Boronia dichotoma is a plant in the citrus family, Rutaceae and is endemic to the south-west of Western Australia. It is an erect, slender perennial herb or shrub with simple leaves and pink, four-petalled flowers. The species is characterised by sticky glandular hairs on the pedicels.

==Description==
Boronia dichotoma is an erect slender herb or shrub that grows to a height of about 70 cm with slender branches. The leaves are glabrous, narrow oblong to elliptic or egg-shaped, 15-50 mm long, the upper leaves almost cylindrical in shape. The flowers are arranged in open, branched groups on the ends of the branches. Each flower is on the end of a thin pedicel with small bracts and bracteoles at the base. The pedicels have sticky glandular hairs. The four sepals are red, egg-shaped, about 3 mm long and fall off as the fruit develops. The four petals are pink, elliptic, 7-11 mm long and glabrous. The eight stamens are hairy on their outer edges and the stigma is small.
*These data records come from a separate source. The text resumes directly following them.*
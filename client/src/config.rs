use std::time::Duration;

use serde::{Deserialize, Serialize};

pub const DEFAULT_BASE_URL: &str = "http://localhost:5001/api";
pub const DEFAULT_FALLBACK_URL: &str = "http://127.0.0.1:5001/api";

/// Connection settings for [`crate::ApiClient`]. Durations are milliseconds
/// so the struct can be filled straight from a JS config object.
#[derive(Debug, Clone, PartialEq, Serialize, Deserialize)]
#[serde(default)]
pub struct ClientConfig {
    pub base_url: String,
    pub fallback_url: String,
    pub timeout_ms: u64,
    /// Timeout for the single retry after a timed-out request
    pub retry_timeout_ms: u64,
    /// Timeout for the reachability probe of the alternate host
    pub probe_timeout_ms: u64,
    pub cache_ttl_ms: u64,
    pub probe_path: String,
}

impl Default for ClientConfig {
    fn default() -> Self {
        Self {
            base_url: DEFAULT_BASE_URL.to_string(),
            fallback_url: DEFAULT_FALLBACK_URL.to_string(),
            timeout_ms: 15_000,
            retry_timeout_ms: 30_000,
            probe_timeout_ms: 3_000,
            cache_ttl_ms: 30_000,
            probe_path: "/categories/test-connection".to_string(),
        }
    }
}

impl ClientConfig {
    pub fn with_base_url(mut self, base_url: impl Into<String>) -> Self {
        self.base_url = trim_base(base_url.into());
        self
    }

    pub fn with_fallback_url(mut self, fallback_url: impl Into<String>) -> Self {
        self.fallback_url = trim_base(fallback_url.into());
        self
    }

    pub fn timeout(&self) -> Duration {
        Duration::from_millis(self.timeout_ms)
    }

    pub fn retry_timeout(&self) -> Duration {
        Duration::from_millis(self.retry_timeout_ms)
    }

    pub fn probe_timeout(&self) -> Duration {
        Duration::from_millis(self.probe_timeout_ms)
    }

    /// The host that is not `active`; the fallback unless we already switched
    pub fn alternate_of(&self, active: &str) -> &str {
        if active == self.fallback_url {
            &self.base_url
        } else {
            &self.fallback_url
        }
    }
}

fn trim_base(url: String) -> String {
    url.trim_end_matches('/').to_string()
}
//! One typed wrapper per backend resource.
//!
//! Paths follow the backend's routes as they are: categories and purchases
//! are registered with trailing slashes, products and sales without.

mod categories;
mod dashboard;
mod products;
mod purchases;
mod sales;

pub use categories::CategoriesApi;
pub use dashboard::DashboardApi;
pub use products::ProductsApi;
pub use purchases::PurchasesApi;
pub use sales::SalesApi;

use crate::client::ApiClient;
use crate::transport::Transport;

impl<T: Transport> ApiClient<T> {
    pub fn products(&self) -> ProductsApi<T> {
        ProductsApi::new(self.clone())
    }

    pub fn categories(&self) -> CategoriesApi<T> {
        CategoriesApi::new(self.clone())
    }

    pub fn purchases(&self) -> PurchasesApi<T> {
        PurchasesApi::new(self.clone())
    }

    pub fn sales(&self) -> SalesApi<T> {
        SalesApi::new(self.clone())
    }

    pub fn dashboard(&self) -> DashboardApi<T> {
        DashboardApi::new(self.clone())
    }
}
Flowering occurs from August to December.

==Taxonomy and naming==
Boronia dichotoma was first formally described in 1841 by John Lindley and the description was published in Edwards's Botanical Register from a specimen collected by Georgina Molloy near "a beautiful turn of the River Vasse".

==Distribution and habitat==
This boronia grows in winter-wet areas from near Perth to the Margaret River in the Jarrah Forest, Swan Coastal Plain and Warren biogeographic regions.

==Conservation==
Boronia dichotoma is classified as "not threatened" by the Western Australian Government Department of Parks and Wildlife.